The window is short. A swarm may stay on its temporary perch for an hour or for two days, depending on how quickly the scouts reach consensus. Most leave within twenty-four hours. The standard technique is to hold an open hive body or cardboard box beneath the cluster and shake the branch sharply. The bees fall into the box in a single mass. If the queen is in the box, the rest will follow. You close it up, bring it home, transfer them into a hive, and hope they stay.

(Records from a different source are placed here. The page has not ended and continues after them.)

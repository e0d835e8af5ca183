//! MCP server struct definition and initialization.

use crate::config::ConnectionConfig;
use crate::constants::{env, QUERY_TOOL_NAME};
use crate::database::QueryGate;
use rmcp::handler::server::router::tool::ToolRouter;
use std::sync::Arc;
use tracing::{info, warn};

/// The MSSQL MCP server instance.
///
/// Cloned by the transport per request; the configuration is shared and
/// immutable. The server provides:
///
/// - **Tools**: `list-tables`, `query-database`, `describe-table`
/// - **Resources**: one `mssql://<schema.table>/data` resource per base table
#[derive(Clone)]
pub struct MssqlMcpServer {
    /// Resolved connection configuration.
    pub(crate) config: Arc<ConnectionConfig>,

    /// Query gate used by every tool and resource.
    pub(crate) gate: QueryGate,

    /// Tool router for dispatching tool calls.
    pub(crate) tool_router: ToolRouter<Self>,
}

impl MssqlMcpServer {
    /// Create a server over a resolved configuration.
    ///
    /// No connection is opened here; configuration problems surface on the
    /// first tool call.
    pub fn new(config: ConnectionConfig) -> Self {
        let config = Arc::new(config);
        let gate = QueryGate::new(config.clone());

        Self {
            config,
            gate,
            tool_router: Self::tool_router(),
        }
    }

    /// Create a server from environment variables.
    ///
    /// `MSSQL_COMMAND`, when set, adds an alias for `query-database`.
    pub fn from_env() -> Self {
        let alias = std::env::var(env::COMMAND).ok();
        Self::new(ConnectionConfig::from_env()).with_query_alias(alias.as_deref())
    }

    /// Register `alias` as a second name for the `query-database` tool.
    ///
    /// Blank aliases and names of existing tools are ignored.
    pub fn with_query_alias(mut self, alias: Option<&str>) -> Self {
        let Some(alias) = alias.map(str::trim).filter(|a| !a.is_empty()) else {
            return self;
        };

        if self.tool_router.has_route(alias) {
            if alias != QUERY_TOOL_NAME {
                warn!("{}={} collides with an existing tool, ignoring", env::COMMAND, alias);
            }
            return self;
        }

        if let Some(mut route) = self.tool_router.map.get(QUERY_TOOL_NAME).cloned() {
            route.attr.name = alias.to_string().into();
            self.tool_router.add_route(route);
            info!("Registered {} as an alias of {}", alias, QUERY_TOOL_NAME);
        }

        self
    }

    /// Get a reference to the configuration.
    pub fn config(&self) -> &ConnectionConfig {
        &self.config
    }

    /// Get a reference to the query gate.
    pub fn gate(&self) -> &QueryGate {
        &self.gate
    }

    /// The configured database name, if any.
    pub fn current_database(&self) -> Option<&str> {
        self.config.database.as_deref()
    }
}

We have caught three swarms in two years. The first was from one of our own hives — we saw the queen cells and knew it was coming, but we were still too slow to prevent it. The swarm landed on a low branch of one of the tulip poplars at the edge of our property, about eight feet up. We set a ladder in the grass, held a nuc box underneath, and shook. Most of the bees dropped in. We watched the stragglers march into the box over the next hour, following the queen’s pheromone. By evening they were settled.

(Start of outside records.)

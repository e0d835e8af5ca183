//! The query gate: table listing, free-form statement execution and
//! generated per-table statements.

use crate::config::ConnectionConfig;
use crate::constants::LOG_SQL_MAX_LEN;
use crate::database::connection::{open_connection, RawConnection};
use crate::database::types::{SqlParam, SqlValue, TypeMapper};
use crate::error::ServerError;
use crate::security::TableName;
use futures_util::stream::TryStreamExt;
use serde_json::Value;
use std::sync::Arc;
use std::time::Instant;
use tiberius::{Query, QueryItem, QueryStream};
use tracing::{debug, warn};

/// Placeholder in generated statements replaced by an escaped table name.
pub const TABLE_PLACEHOLDER: &str = "{table}";

const LIST_TABLES_SQL: &str = "SELECT TABLE_SCHEMA, TABLE_NAME \
     FROM INFORMATION_SCHEMA.TABLES \
     WHERE TABLE_TYPE = 'BASE TABLE' \
     ORDER BY TABLE_SCHEMA, TABLE_NAME";

const SAMPLE_TABLE_SQL: &str = "SELECT TOP (@P1) * FROM {table}";

const DESCRIBE_TABLE_SQL: &str = "SELECT COLUMN_NAME, DATA_TYPE, CHARACTER_MAXIMUM_LENGTH, \
     IS_NULLABLE, COLUMN_DEFAULT \
     FROM INFORMATION_SCHEMA.COLUMNS \
     WHERE TABLE_SCHEMA = @P1 AND TABLE_NAME = @P2 \
     ORDER BY ORDINAL_POSITION";

/// Top-level verbs that never produce a result set.
const AFFECTED_VERBS: &[&str] = &[
    "INSERT", "UPDATE", "DELETE", "MERGE", "CREATE", "ALTER", "DROP", "TRUNCATE", "GRANT",
    "REVOKE", "DENY",
];

/// Verbs that can follow the CTE definitions of a `WITH` clause.
const CTE_MAIN_VERBS: &[&str] = &["SELECT", "INSERT", "UPDATE", "DELETE", "MERGE"];

/// How a statement is run and how its outcome is reported.
#[derive(Debug, Clone, Copy, PartialEq, Eq)]
pub enum StatementShape {
    /// SELECT, or a CTE whose main statement is a SELECT.
    Rows,
    /// DML and DDL, including `SELECT ... INTO` and CTE-prefixed DML.
    Affected,
    /// Procedure calls and batches (`EXEC`, `SET NOCOUNT ON; ...`, `DECLARE`).
    /// Rows are returned if the server sends a result set.
    Batch,
}

impl StatementShape {
    /// Classify a statement by its top-level keywords.
    ///
    /// Comments, string literals, quoted identifiers and parenthesized
    /// subexpressions are skipped.
    pub fn detect(sql: &str) -> Self {
        let words = top_level_words(sql);
        let Some(first) = words.first() else {
            return StatementShape::Batch;
        };

        match first.as_str() {
            "SELECT" => select_shape(&words[1..]),
            "WITH" => match words.iter().position(|w| CTE_MAIN_VERBS.contains(&w.as_str())) {
                Some(pos) if words[pos] == "SELECT" => select_shape(&words[pos + 1..]),
                Some(_) => StatementShape::Affected,
                None => StatementShape::Batch,
            },
            verb if AFFECTED_VERBS.contains(&verb) => StatementShape::Affected,
            _ => StatementShape::Batch,
        }
    }
}

/// `SELECT ... INTO` creates a table and reports a count.
fn select_shape(after_select: &[String]) -> StatementShape {
    for word in after_select {
        match word.as_str() {
            "INTO" => return StatementShape::Affected,
            "FROM" | "WHERE" | "UNION" | "EXCEPT" | "INTERSECT" => break,
            _ => {}
        }
    }
    StatementShape::Rows
}

/// Rows of a result set with their column names.
#[derive(Debug, Clone, Default, PartialEq)]
pub struct QueryResult {
    /// Column names in order.
    pub columns: Vec<String>,

    /// Values per row, in column order.
    pub rows: Vec<Vec<SqlValue>>,

    /// Execution time in milliseconds.
    pub execution_time_ms: u64,
}

impl QueryResult {
    /// Format the result as comma-delimited text with a header line.
    ///
    /// `NULL` marks null values. Values containing commas, quotes or
    /// newlines are quoted CSV-style.
    pub fn to_delimited_text(&self) -> String {
        if self.rows.is_empty() {
            return format!(
                "Query returned 0 rows.\nColumns: {}",
                self.columns.join(", ")
            );
        }

        let mut lines = Vec::with_capacity(self.rows.len() + 1);
        lines.push(
            self.columns
                .iter()
                .map(|c| escape_field(c))
                .collect::<Vec<_>>()
                .join(","),
        );

        for row in &self.rows {
            lines.push(
                row.iter()
                    .map(|v| escape_field(&v.to_display_string()))
                    .collect::<Vec<_>>()
                    .join(","),
            );
        }

        lines.join("\n")
    }
}

/// Outcome of executing a statement.
#[derive(Debug, Clone, PartialEq)]
pub enum QueryOutcome {
    /// A result set, from a SELECT-shaped statement.
    Rows(QueryResult),
    /// Rows affected by a non-SELECT statement.
    Affected(u64),
    /// A procedure call or batch that sent no result set.
    Completed,
}

impl QueryOutcome {
    /// Render the outcome as the text returned to the MCP client.
    pub fn to_text(&self) -> String {
        match self {
            QueryOutcome::Rows(result) => result.to_delimited_text(),
            QueryOutcome::Affected(n) => {
                format!("Query executed successfully. Rows affected: {}", n)
            }
            QueryOutcome::Completed => "Query executed successfully.".to_string(),
        }
    }
}

/// Executes statements against SQL Server, one connection per call.
///
/// Free-form SQL is trusted and only ever sent through the parameterized
/// entry point. Table names are the only caller text interpolated into SQL,
/// and only after passing [`TableName::parse`].
#[derive(Debug, Clone)]
pub struct QueryGate {
    config: Arc<ConnectionConfig>,
}

impl QueryGate {
    /// Create a gate over a resolved connection configuration.
    pub fn new(config: Arc<ConnectionConfig>) -> Self {
        Self { config }
    }

    /// The connection configuration this gate uses.
    pub fn config(&self) -> &ConnectionConfig {
        &self.config
    }

    /// List base tables of the current database as `schema.table`.
    pub async fn list_tables(&self) -> Result<Vec<String>, ServerError> {
        let mut client = open_connection(&self.config).await?;

        let result = async {
            let stream = client.query(LIST_TABLES_SQL, &[]).await?;
            let rows = stream.into_first_result().await?;
            Ok::<_, tiberius::error::Error>(
                rows.iter()
                    .filter_map(|row| {
                        let schema: Option<&str> = row.get(0);
                        let name: Option<&str> = row.get(1);
                        Some(format!("{}.{}", schema?, name?))
                    })
                    .collect::<Vec<_>>(),
            )
        }
        .await
        .map_err(|e| ServerError::query_failed(e.to_string()));

        close_quietly(client).await;

        let tables = result?;
        debug!("Found {} tables", tables.len());
        Ok(tables)
    }

    /// Execute a statement.
    ///
    /// When `table_name` is given it must pass the identifier allow-list; its
    /// escaped form replaces `{table}` in `sql`. Validation happens before any
    /// connection is opened. `params` bind positionally as `@P1..@Pn`.
    pub async fn execute_query(
        &self,
        table_name: Option<&str>,
        sql: &str,
        params: &[Value],
    ) -> Result<QueryOutcome, ServerError> {
        let sql = match table_name {
            Some(raw) => {
                let table = TableName::parse(raw)?;
                sql.replace(TABLE_PLACEHOLDER, &table.escaped())
            }
            None => sql.to_string(),
        };

        debug!(
            "Executing query: {} ({} params)",
            truncate_for_log(&sql, LOG_SQL_MAX_LEN),
            params.len()
        );

        let shape = StatementShape::detect(&sql);
        let mut client = open_connection(&self.config).await?;
        let start = Instant::now();

        let result = run_statement(&mut client, &sql, params, shape, start).await;
        close_quietly(client).await;

        match &result {
            Ok(QueryOutcome::Rows(r)) => debug!(
                "Query completed: {} rows in {} ms",
                r.rows.len(),
                r.execution_time_ms
            ),
            Ok(QueryOutcome::Affected(n)) => debug!("Statement completed: {} rows affected", n),
            Ok(QueryOutcome::Completed) => debug!("Statement completed"),
            Err(e) => warn!("Query failed: {}", e),
        }

        result
    }

    /// Return the first `limit` rows of a table.
    pub async fn sample_table(
        &self,
        table_name: &str,
        limit: u32,
    ) -> Result<QueryOutcome, ServerError> {
        self.execute_query(
            Some(table_name),
            SAMPLE_TABLE_SQL,
            &[Value::from(i64::from(limit))],
        )
        .await
    }

    /// Describe the columns of a table.
    pub async fn describe_table(&self, table_name: &str) -> Result<QueryOutcome, ServerError> {
        let table = TableName::parse(table_name)?;
        self.execute_query(
            None,
            DESCRIBE_TABLE_SQL,
            &[
                Value::from(table.schema_or_default()),
                Value::from(table.name()),
            ],
        )
        .await
    }
}

/// Run one statement on an open connection.
async fn run_statement(
    client: &mut RawConnection,
    sql: &str,
    params: &[Value],
    shape: StatementShape,
    start: Instant,
) -> Result<QueryOutcome, ServerError> {
    let mut query = Query::new(sql);
    for param in params {
        SqlParam::from_json(param).bind_to(&mut query);
    }

    match shape {
        StatementShape::Rows | StatementShape::Batch => {
            let stream = query
                .query(client)
                .await
                .map_err(|e| ServerError::query_failed(e.to_string()))?;
            process_stream(stream, start).await
        }
        StatementShape::Affected => {
            let result = query
                .execute(client)
                .await
                .map_err(|e| ServerError::query_failed(e.to_string()))?;
            Ok(QueryOutcome::Affected(result.total()))
        }
    }
}

/// Collect the first result set of a stream.
async fn process_stream(
    mut stream: QueryStream<'_>,
    start: Instant,
) -> Result<QueryOutcome, ServerError> {
    let mut columns: Option<Vec<String>> = None;
    let mut rows: Vec<Vec<SqlValue>> = Vec::new();

    while let Some(item) = stream
        .try_next()
        .await
        .map_err(|e| ServerError::query_failed(e.to_string()))?
    {
        match item {
            QueryItem::Metadata(meta) => {
                if meta.result_index() > 0 {
                    // Later result sets are drained but not returned
                    continue;
                }
                columns = Some(meta.columns().iter().map(|c| c.name().to_string()).collect());
            }
            QueryItem::Row(row) => {
                if row.result_index() > 0 {
                    continue;
                }
                let values = (0..row.len())
                    .map(|idx| TypeMapper::extract_column(&row, idx))
                    .collect();
                rows.push(values);
            }
        }
    }

    Ok(match columns {
        Some(columns) => QueryOutcome::Rows(QueryResult {
            columns,
            rows,
            execution_time_ms: start.elapsed().as_millis() as u64,
        }),
        None => QueryOutcome::Completed,
    })
}

async fn close_quietly(client: RawConnection) {
    if let Err(e) = client.close().await {
        debug!("Error closing connection: {}", e);
    }
}

/// Quote a field for comma-delimited output when it needs it.
fn escape_field(value: &str) -> String {
    if value.contains(',') || value.contains('"') || value.contains('\n') || value.contains('\r') {
        format!("\"{}\"", value.replace('"', "\"\""))
    } else {
        value.to_string()
    }
}

/// Uppercased keywords and identifiers outside parentheses, literals and comments.
fn top_level_words(sql: &str) -> Vec<String> {
    let chars: Vec<char> = sql.chars().collect();
    let mut words = Vec::new();
    let mut depth = 0usize;
    let mut i = 0;

    while i < chars.len() {
        let c = chars[i];
        let next = chars.get(i + 1).copied();

        match c {
            '-' if next == Some('-') => {
                while i < chars.len() && chars[i] != '\n' {
                    i += 1;
                }
            }
            '/' if next == Some('*') => {
                i += 2;
                while i < chars.len() && !(chars[i] == '*' && chars.get(i + 1) == Some(&'/')) {
                    i += 1;
                }
                i += 2;
            }
            '\'' | '"' | '[' => {
                let close = if c == '[' { ']' } else { c };
                i += 1;
                while i < chars.len() {
                    if chars[i] == close {
                        // Doubled closer is an escaped character
                        if chars.get(i + 1) == Some(&close) {
                            i += 2;
                            continue;
                        }
                        break;
                    }
                    i += 1;
                }
                i += 1;
            }
            '(' => {
                depth += 1;
                i += 1;
            }
            ')' => {
                depth = depth.saturating_sub(1);
                i += 1;
            }
            c if c.is_alphabetic() || c == '_' || c == '@' || c == '#' => {
                let start = i;
                while i < chars.len()
                    && (chars[i].is_alphanumeric() || matches!(chars[i], '_' | '@' | '#' | '$'))
                {
                    i += 1;
                }
                if depth == 0 {
                    words.push(chars[start..i].iter().collect::<String>().to_uppercase());
                }
            }
            _ => i += 1,
        }
    }

    words
}

/// Truncate a string for logging purposes.
pub fn truncate_for_log(s: &str, max_len: usize) -> String {
    if s.len() <= max_len {
        return s.to_string();
    }
    let mut end = max_len;
    while !s.is_char_boundary(end) {
        end -= 1;
    }
    format!("{}...", &s[..end])
}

The second was a call from a neighbor in Leesburg who found a swarm on a downspout. That one was harder — no good angle to shake, bees wedged into the gap between the downspout and the siding. We scooped them with a dustpan, handful by handful, and dumped them into a box. It took forty minutes and we were never sure we got the queen until we saw her walking across the top bars the next morning.

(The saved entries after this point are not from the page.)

impl ConnectionConfig {
    /// Resolve a configuration from the process environment.
    pub fn from_env() -> Self {
        let vars: HashMap<String, String> = std::env::vars().collect();
        Self::resolve(&vars)
    }

    /// Resolve a configuration from a map of environment values.
    ///
    /// # Environment Variables
    ///
    /// - `MSSQL_SERVER`: Server hostname, `host\instance`, `(localdb)\instance`
    ///   or an Azure SQL endpoint (default: localhost)
    /// - `MSSQL_DATABASE`: Database name (required at connection time)
    /// - `MSSQL_USER` / `MSSQL_PASSWORD`: SQL authentication credentials
    /// - `MSSQL_PORT`: Port number (default: 1433)
    /// - `MSSQL_WINDOWS_AUTH`: Use Windows authentication (default: false)
    /// - `MSSQL_ENCRYPT`: Enable TLS (default: false, always true for Azure)
    /// - `MSSQL_TRUST_CERT`: Trust server certificate (default: false)
    pub fn resolve(vars: &HashMap<String, String>) -> Self {
        let lookup = |key: &str| {
            vars.get(key)
                .map(|v| v.trim())
                .filter(|v| !v.is_empty())
                .map(str::to_string)
        };

        let raw_server = lookup(env::SERVER).unwrap_or_else(|| DEFAULT_SERVER.to_string());
        let database = lookup(env::DATABASE);
        let use_windows_auth = lookup(env::WINDOWS_AUTH).is_some_and(|v| is_truthy(&v));

        let (user, password) = if use_windows_auth {
            if lookup(env::USER).is_some() || lookup(env::PASSWORD).is_some() {
                info!("Windows authentication enabled, ignoring MSSQL_USER/MSSQL_PASSWORD");
            }
            (None, None)
        } else {
            (lookup(env::USER), lookup(env::PASSWORD))
        };

        let (encrypt, tds_version) = if is_azure_endpoint(&raw_server) {
            info!(
                "Detected Azure SQL endpoint, forcing encryption and TDS {}",
                AZURE_TDS_VERSION
            );
            (true, Some(AZURE_TDS_VERSION.to_string()))
        } else {
            let encrypt = lookup(env::ENCRYPT).is_some_and(|v| is_truthy(&v));
            (encrypt, None)
        };

        let server = match rewrite_localdb(&raw_server) {
            Some(rewritten) => {
                info!("Detected LocalDB server, using {}", rewritten);
                rewritten
            }
            None => raw_server,
        };

        let port = match lookup(env::PORT) {
            Some(raw) => parse_port(&raw).unwrap_or_else(|| {
                warn!(
                    "Invalid {} value {:?}, using default port {}",
                    env::PORT,
                    raw,
                    DEFAULT_PORT
                );
                DEFAULT_PORT
            }),
            None => DEFAULT_PORT,
        };

        let trust_server_certificate = lookup(env::TRUST_CERT).is_some_and(|v| is_truthy(&v));

        Self {
            server,
            database,
            user,
            password,
            port,
            use_windows_auth,
            encrypt,
            tds_version,
            trust_server_certificate,
        }
    }

    /// Check that everything needed to open a connection is present.
    pub fn validate(&self) -> Result<(), ServerError> {
        if self.database.is_none() {
            return Err(ServerError::config("MSSQL_DATABASE is required"));
        }

        if self.use_windows_auth {
            return Ok(());
        }

        match (&self.user, &self.password) {
            (Some(_), Some(_)) => Ok(()),
            (Some(_), None) => Err(ServerError::config(
                "MSSQL_PASSWORD is required when MSSQL_USER is set",
            )),
            (None, Some(_)) => Err(ServerError::config(
                "MSSQL_USER is required when MSSQL_PASSWORD is set",
            )),
            (None, None) => Err(ServerError::config(
                "Authentication required: set MSSQL_USER and MSSQL_PASSWORD, or MSSQL_WINDOWS_AUTH=true",
            )),
        }
    }

    /// Split the server into host and optional named instance.
    ///
    /// `.\SQLEXPRESS` resolves to host `localhost`, instance `SQLEXPRESS`.
    pub fn host_and_instance(&self) -> (&str, Option<&str>) {
        let (host, instance) = match self.server.split_once('\\') {
            Some((host, instance)) if !instance.is_empty() => (host, Some(instance)),
            Some((host, _)) => (host, None),
            None => (self.server.as_str(), None),
        };

        if host == LOCAL_HOST_ALIAS || host.is_empty() {
            (DEFAULT_SERVER, instance)
        } else {
            (host, instance)
        }
    }

    /// Whether this configuration targets Azure SQL Database.
    pub fn is_azure(&self) -> bool {
        is_azure_endpoint(&self.server)
    }

    /// Describe the login identity for log lines without exposing secrets.
    pub fn login_description(&self) -> &str {
        if self.use_windows_auth {
            "Windows Auth"
        } else {
            self.user.as_deref().unwrap_or("<no user>")
        }
    }
}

The third we lost. A swarm in a cherry tree on someone’s property south of town. By the time we arrived, they had already lifted off. The homeowner described the departure — the rising cloud, the sound, the sudden emptiness of the branch. We stood under the tree and looked at the faint smear of beeswax left behind. That is how it goes sometimes.
The Beekeeper’s Dilemma
Managed beekeepers try to prevent swarming. The reasons are practical. A colony that swarms loses most of its foraging force right before the main nectar flow. The parent hive, depleted and raising a new queen, will not produce surplus honey that season. For a beekeeper counting on a harvest, a swarm is a significant economic event — not a disaster, but a setback.
The prevention techniques are well established. Split the colony before it swarms. Remove queen cells. Add space. Requeen with young stock that is less inclined to swarm. These methods work, most of the time. They are part of standard management.
But there is a tension here that we think about more as we learn. Swarming is how honey bees create new, genetically independent colonies. In the wild, swarming is the mechanism of population growth — the way bees colonize new territory, maintain genetic diversity, and adapt to local conditions. When we prevent every swarm in every managed hive, we are suppressing the reproductive cycle of the species in our care.
This matters more than it used to. Wild honey bee populations in North America are under severe pressure from Varroa mites, habitat loss, and pesticide exposure. Feral colonies that survive without treatment are rare and valuable — they represent natural selection operating on the problem. Every swarm that escapes into a hollow tree is a potential founding colony, a participant in that selective process. Some of those colonies will fail. Some will develop resistance. That is how evolution works — slowly, wastefully, without guarantees.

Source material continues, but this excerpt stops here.